## Records provided
________________________________________

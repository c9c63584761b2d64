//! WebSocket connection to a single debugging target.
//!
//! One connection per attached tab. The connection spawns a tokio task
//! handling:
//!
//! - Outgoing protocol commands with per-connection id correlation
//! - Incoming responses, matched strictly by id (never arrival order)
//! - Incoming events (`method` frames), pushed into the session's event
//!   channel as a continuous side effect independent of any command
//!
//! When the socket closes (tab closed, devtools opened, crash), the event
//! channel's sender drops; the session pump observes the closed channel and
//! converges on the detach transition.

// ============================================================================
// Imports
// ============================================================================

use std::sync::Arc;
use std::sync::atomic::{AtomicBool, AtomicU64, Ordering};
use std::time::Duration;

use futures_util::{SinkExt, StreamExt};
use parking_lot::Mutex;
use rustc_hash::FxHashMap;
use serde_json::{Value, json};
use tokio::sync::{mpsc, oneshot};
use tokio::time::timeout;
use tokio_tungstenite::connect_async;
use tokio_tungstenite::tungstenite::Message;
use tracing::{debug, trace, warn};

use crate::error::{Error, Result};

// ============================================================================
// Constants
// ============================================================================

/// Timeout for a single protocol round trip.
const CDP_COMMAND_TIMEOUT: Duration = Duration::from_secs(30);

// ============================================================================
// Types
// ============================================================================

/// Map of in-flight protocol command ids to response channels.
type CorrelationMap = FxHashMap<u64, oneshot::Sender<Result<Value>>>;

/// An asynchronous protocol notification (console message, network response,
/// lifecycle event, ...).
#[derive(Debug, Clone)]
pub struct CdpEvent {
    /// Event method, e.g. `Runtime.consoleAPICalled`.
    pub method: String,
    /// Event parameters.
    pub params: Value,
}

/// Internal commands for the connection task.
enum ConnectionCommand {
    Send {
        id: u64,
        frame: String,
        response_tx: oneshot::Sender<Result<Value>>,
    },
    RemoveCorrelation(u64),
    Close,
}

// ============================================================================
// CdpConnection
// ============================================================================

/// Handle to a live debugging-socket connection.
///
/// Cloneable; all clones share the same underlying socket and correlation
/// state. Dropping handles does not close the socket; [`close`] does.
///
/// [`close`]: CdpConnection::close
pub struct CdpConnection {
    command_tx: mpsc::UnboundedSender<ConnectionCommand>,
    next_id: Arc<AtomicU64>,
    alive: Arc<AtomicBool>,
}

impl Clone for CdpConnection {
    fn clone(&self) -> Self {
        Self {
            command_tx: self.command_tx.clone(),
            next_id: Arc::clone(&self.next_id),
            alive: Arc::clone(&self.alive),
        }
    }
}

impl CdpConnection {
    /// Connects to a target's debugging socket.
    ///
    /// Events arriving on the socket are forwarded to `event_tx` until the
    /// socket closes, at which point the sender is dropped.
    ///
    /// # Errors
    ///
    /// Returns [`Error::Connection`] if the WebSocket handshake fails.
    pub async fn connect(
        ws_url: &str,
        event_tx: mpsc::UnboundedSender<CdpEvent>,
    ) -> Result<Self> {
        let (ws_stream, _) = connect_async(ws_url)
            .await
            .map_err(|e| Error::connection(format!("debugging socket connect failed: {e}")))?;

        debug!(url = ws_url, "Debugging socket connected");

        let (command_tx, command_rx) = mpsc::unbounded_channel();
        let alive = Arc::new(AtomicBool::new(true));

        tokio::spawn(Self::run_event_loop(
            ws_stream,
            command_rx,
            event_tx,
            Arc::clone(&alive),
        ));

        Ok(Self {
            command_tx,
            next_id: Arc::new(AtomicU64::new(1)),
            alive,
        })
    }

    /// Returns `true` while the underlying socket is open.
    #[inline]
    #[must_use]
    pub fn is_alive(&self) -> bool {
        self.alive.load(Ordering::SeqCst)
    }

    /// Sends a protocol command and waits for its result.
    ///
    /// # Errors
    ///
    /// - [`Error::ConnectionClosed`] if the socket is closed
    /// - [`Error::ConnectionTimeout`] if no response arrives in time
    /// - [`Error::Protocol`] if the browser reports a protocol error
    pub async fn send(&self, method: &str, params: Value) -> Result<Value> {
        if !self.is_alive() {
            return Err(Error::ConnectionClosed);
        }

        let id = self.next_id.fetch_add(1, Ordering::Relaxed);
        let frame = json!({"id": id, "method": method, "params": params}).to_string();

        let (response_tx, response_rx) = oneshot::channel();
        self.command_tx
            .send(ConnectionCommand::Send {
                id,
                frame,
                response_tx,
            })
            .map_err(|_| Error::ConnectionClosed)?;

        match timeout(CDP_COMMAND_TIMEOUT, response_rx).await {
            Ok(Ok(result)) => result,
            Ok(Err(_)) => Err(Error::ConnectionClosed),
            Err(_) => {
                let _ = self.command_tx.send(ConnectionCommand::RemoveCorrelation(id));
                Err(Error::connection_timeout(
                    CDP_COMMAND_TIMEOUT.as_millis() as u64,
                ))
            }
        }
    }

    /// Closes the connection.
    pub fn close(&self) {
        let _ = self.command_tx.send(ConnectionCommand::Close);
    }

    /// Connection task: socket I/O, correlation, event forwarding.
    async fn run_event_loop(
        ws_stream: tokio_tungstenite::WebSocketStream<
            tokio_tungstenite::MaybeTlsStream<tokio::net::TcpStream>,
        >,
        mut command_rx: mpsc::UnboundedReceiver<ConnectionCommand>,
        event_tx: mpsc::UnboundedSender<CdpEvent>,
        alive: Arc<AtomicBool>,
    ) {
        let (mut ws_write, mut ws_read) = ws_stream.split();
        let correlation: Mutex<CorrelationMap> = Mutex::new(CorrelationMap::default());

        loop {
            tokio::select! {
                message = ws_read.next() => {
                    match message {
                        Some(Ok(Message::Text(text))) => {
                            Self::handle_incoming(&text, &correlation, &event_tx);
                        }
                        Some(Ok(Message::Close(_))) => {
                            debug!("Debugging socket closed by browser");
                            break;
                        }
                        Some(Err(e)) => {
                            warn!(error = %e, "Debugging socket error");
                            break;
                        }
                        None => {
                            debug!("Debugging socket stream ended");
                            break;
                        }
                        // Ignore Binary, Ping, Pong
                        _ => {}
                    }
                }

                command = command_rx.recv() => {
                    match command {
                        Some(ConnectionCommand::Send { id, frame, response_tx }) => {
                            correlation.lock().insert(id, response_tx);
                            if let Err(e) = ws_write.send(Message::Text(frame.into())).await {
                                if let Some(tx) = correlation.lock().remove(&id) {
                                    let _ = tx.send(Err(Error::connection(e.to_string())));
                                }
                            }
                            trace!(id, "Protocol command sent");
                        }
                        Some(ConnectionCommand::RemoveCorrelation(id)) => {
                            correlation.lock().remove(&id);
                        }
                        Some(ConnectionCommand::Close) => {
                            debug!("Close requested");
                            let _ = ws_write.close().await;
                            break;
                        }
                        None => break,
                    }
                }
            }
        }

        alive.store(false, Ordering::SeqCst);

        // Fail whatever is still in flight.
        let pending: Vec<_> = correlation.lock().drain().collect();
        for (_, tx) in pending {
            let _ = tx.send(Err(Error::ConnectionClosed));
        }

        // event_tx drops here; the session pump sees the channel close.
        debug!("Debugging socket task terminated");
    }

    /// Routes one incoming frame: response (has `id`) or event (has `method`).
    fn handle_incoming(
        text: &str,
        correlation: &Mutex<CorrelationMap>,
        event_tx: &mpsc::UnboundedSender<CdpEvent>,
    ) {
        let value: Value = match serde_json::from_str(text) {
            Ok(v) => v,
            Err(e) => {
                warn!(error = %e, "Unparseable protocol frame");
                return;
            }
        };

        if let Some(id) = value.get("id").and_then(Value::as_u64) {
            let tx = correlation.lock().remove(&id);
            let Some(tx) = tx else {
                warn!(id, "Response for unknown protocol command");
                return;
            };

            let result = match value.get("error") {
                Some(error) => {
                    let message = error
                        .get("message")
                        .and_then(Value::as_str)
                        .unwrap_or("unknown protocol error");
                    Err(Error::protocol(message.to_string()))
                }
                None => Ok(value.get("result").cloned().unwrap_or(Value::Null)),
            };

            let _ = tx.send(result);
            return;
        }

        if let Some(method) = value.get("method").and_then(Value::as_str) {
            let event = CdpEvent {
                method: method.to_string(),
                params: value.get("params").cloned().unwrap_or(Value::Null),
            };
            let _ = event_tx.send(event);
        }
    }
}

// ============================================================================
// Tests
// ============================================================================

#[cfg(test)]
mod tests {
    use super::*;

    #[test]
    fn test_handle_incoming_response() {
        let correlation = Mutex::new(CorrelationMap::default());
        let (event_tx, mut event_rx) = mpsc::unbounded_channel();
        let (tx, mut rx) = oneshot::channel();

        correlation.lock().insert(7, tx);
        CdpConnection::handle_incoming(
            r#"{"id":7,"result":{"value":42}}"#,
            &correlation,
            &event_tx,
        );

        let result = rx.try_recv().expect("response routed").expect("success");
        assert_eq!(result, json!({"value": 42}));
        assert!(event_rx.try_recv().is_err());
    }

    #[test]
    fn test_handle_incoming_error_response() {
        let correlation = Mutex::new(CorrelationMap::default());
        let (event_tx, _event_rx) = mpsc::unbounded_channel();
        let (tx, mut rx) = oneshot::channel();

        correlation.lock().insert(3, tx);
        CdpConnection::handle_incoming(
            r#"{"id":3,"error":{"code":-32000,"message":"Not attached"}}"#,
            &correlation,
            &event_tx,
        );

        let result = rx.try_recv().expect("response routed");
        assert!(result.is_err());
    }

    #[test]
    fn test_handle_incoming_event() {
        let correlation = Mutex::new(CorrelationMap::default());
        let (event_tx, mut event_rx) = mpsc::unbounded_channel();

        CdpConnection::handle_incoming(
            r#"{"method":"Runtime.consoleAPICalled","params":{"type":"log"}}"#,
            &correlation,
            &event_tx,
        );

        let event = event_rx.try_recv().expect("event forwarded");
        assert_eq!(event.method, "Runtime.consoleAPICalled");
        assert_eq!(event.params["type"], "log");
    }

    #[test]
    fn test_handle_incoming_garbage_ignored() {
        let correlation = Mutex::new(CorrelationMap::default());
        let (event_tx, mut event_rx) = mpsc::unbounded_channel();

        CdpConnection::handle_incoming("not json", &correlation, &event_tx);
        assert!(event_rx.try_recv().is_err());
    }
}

________________________________________

## Exercise directions
Scan the material above for the word "pending". Copy each line where it occurs.

## Solution to this task
        let pending: Vec<_> = correlation.lock().drain().collect();
        for (_, tx) in pending {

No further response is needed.